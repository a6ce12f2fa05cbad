//! Core types and trait definitions for the acre wiki farm.
//!
//! This crate is deliberately free of HTTP and database dependencies.
//! All other crates depend on it; it depends on nothing proprietary.

// We intentionally use native `async fn` in traits (stabilised in Rust 1.75).
// Suppress the advisory lint about `Send` bounds on the returned futures.
#![allow(async_fn_in_trait)]

pub mod error;
pub mod event;
pub mod request;
pub mod store;
pub mod wiki;

pub use error::{Error, Result};
//! Error type for `acre-workflow`.

use thiserror::Error;

#[derive(Debug, Error)]
pub enum Error {
  #[error(transparent)]
  Core(#[from] acre_core::Error),

  #[error("store error: {0}")]
  Store(#[source] Box<dyn std::error::Error + Send + Sync>),

  #[error("cache io error: {0}")]
  Cache(#[from] std::io::Error),
}

impl Error {
  /// Wrap a backend error without forcing the workflow to know its type.
  pub fn store<E>(err: E) -> Self
  where
    E: std::error::Error + Send + Sync + 'static,
  {
    Self::Store(Box::new(err))
  }
}

pub type Result<T, E = Error> = std::result::Result<T, E>;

## Aim of the exercise
Print exactly the lines between the line with "pub mod request;" and the final line of the records above, both included.

## Response to this task
pub mod request;
pub mod store;
pub mod wiki;

pub use error::{Error, Result};
//! Error type for `acre-workflow`.

use thiserror::Error;

#[derive(Debug, Error)]
pub enum Error {
  #[error(transparent)]
  Core(#[from] acre_core::Error),

  #[error("store error: {0}")]
  Store(#[source] Box<dyn std::error::Error + Send + Sync>),

  #[error("cache io error: {0}")]
  Cache(#[from] std::io::Error),
}

impl Error {
  /// Wrap a backend error without forcing the workflow to know its type.
  pub fn store<E>(err: E) -> Self
  where
    E: std::error::Error + Send + Sync + 'static,
  {
    Self::Store(Box::new(err))
  }
}

pub type Result<T, E = Error> = std::result::Result<T, E>;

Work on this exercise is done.